• [DESCRIPTION OF THE TASK] From the entries below, please output exactly the lines starting at the one containing "filename crates/io/src/parquet_write.rs" and ending at the one containing "let gauge_col: ArrayRef", both included.

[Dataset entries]
###
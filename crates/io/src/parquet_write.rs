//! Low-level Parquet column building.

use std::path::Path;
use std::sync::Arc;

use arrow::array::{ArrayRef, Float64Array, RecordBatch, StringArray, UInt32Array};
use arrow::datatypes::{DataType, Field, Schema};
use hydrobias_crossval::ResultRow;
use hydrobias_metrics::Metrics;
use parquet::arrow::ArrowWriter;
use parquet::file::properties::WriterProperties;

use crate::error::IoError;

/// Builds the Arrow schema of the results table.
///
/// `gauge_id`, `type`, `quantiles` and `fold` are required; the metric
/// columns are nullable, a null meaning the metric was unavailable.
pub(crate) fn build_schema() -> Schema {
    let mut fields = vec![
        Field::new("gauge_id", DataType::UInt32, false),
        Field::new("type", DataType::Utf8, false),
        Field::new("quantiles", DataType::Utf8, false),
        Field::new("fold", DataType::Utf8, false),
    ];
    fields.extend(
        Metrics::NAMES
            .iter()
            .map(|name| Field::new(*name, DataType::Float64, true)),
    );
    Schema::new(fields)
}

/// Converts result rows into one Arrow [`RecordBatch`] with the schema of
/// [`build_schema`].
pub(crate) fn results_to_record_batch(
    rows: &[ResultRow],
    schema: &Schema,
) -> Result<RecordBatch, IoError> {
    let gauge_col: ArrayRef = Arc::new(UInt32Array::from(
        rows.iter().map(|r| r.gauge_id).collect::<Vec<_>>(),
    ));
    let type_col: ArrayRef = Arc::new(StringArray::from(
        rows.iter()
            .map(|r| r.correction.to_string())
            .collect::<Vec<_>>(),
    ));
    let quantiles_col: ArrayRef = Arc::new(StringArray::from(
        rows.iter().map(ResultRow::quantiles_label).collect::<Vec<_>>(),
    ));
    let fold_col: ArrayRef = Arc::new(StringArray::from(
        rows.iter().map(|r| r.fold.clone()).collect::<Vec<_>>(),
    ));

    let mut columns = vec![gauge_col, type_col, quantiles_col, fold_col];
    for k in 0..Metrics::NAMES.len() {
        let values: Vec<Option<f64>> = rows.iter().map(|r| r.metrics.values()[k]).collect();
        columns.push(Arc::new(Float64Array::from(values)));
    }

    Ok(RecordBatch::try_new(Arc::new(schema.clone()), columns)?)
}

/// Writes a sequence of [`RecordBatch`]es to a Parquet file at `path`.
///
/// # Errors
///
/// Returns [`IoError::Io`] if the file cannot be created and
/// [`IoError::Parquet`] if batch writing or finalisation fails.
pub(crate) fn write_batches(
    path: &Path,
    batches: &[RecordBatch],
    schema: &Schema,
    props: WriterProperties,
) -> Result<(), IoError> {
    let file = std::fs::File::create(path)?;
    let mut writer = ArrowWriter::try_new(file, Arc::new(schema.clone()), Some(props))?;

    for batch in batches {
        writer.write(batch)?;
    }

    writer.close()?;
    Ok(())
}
###
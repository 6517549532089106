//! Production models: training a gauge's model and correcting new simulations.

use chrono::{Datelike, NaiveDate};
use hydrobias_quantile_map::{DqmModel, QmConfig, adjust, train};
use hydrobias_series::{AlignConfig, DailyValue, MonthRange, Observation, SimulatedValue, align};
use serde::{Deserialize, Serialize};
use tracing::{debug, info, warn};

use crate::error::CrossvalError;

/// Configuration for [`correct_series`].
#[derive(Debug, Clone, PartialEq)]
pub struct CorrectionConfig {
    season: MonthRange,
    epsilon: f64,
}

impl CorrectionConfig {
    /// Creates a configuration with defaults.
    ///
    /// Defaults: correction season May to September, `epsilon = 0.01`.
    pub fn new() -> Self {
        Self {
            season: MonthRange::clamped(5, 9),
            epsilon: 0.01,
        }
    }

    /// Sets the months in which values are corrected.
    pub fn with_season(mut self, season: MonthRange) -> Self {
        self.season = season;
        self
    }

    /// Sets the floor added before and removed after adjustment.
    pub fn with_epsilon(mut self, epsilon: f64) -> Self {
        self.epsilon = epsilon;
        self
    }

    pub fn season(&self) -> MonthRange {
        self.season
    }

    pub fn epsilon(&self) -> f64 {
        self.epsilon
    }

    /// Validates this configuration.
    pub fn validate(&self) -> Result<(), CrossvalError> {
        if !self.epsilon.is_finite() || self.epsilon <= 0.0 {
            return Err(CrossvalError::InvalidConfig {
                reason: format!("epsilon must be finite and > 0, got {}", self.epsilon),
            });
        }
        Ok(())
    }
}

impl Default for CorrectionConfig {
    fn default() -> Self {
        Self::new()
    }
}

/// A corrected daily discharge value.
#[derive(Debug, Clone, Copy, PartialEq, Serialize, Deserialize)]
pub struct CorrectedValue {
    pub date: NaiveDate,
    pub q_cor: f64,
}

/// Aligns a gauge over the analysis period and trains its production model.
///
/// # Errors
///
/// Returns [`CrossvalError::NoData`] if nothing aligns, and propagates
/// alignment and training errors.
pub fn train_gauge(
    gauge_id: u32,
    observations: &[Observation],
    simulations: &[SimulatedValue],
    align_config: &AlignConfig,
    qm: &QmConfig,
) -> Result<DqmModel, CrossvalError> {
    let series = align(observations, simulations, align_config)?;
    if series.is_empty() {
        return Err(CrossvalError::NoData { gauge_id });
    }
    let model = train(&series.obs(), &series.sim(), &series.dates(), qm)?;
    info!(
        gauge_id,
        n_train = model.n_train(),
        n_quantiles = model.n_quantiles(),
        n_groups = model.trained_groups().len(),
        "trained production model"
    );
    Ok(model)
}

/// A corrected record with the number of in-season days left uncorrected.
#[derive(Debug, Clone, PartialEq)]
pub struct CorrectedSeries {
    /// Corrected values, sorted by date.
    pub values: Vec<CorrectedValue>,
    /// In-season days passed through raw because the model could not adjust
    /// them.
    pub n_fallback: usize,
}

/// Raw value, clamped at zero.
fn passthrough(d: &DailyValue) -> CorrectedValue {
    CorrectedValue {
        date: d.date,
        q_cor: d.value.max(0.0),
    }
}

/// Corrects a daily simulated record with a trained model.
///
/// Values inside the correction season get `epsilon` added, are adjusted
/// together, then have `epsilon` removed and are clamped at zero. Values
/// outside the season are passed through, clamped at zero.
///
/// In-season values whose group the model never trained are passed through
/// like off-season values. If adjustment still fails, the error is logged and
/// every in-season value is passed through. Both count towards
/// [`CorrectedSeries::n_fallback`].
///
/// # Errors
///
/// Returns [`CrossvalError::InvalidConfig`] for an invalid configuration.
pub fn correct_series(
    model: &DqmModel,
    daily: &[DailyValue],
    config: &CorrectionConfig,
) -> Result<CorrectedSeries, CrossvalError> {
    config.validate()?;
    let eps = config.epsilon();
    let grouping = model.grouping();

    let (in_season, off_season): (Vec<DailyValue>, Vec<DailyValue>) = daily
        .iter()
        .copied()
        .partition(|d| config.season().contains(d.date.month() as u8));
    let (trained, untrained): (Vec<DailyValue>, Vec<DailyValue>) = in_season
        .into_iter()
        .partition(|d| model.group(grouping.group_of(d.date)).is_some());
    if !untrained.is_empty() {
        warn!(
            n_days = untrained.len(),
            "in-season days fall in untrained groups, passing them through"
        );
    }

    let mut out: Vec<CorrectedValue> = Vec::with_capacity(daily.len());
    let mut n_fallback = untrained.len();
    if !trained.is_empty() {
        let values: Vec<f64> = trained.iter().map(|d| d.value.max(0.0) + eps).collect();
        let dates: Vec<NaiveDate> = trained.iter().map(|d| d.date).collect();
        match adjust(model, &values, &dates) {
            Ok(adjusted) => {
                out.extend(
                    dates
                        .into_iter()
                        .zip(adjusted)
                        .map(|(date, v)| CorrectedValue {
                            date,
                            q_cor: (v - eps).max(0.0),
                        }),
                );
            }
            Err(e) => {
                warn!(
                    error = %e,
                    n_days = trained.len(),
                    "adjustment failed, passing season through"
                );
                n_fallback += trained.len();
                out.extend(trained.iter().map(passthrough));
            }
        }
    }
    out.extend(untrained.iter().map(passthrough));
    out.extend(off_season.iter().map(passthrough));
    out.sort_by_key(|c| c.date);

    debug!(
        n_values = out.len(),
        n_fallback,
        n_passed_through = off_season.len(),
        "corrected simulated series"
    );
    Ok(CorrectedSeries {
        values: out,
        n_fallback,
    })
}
###
• [ANSWER TO THE EXERCISE]
filename crates/io/src/parquet_write.rs
//! Low-level Parquet column building.

use std::path::Path;
use std::sync::Arc;

use arrow::array::{ArrayRef, Float64Array, RecordBatch, StringArray, UInt32Array};
use arrow::datatypes::{DataType, Field, Schema};
use hydrobias_crossval::ResultRow;
use hydrobias_metrics::Metrics;
use parquet::arrow::ArrowWriter;
use parquet::file::properties::WriterProperties;

use crate::error::IoError;

/// Builds the Arrow schema of the results table.
///
/// `gauge_id`, `type`, `quantiles` and `fold` are required; the metric
/// columns are nullable, a null meaning the metric was unavailable.
pub(crate) fn build_schema() -> Schema {
    let mut fields = vec![
        Field::new("gauge_id", DataType::UInt32, false),
        Field::new("type", DataType::Utf8, false),
        Field::new("quantiles", DataType::Utf8, false),
        Field::new("fold", DataType::Utf8, false),
    ];
    fields.extend(
        Metrics::NAMES
            .iter()
            .map(|name| Field::new(*name, DataType::Float64, true)),
    );
    Schema::new(fields)
}

/// Converts result rows into one Arrow [`RecordBatch`] with the schema of
/// [`build_schema`].
pub(crate) fn results_to_record_batch(
    rows: &[ResultRow],
    schema: &Schema,
) -> Result<RecordBatch, IoError> {
    let gauge_col: ArrayRef = Arc::new(UInt32Array::from(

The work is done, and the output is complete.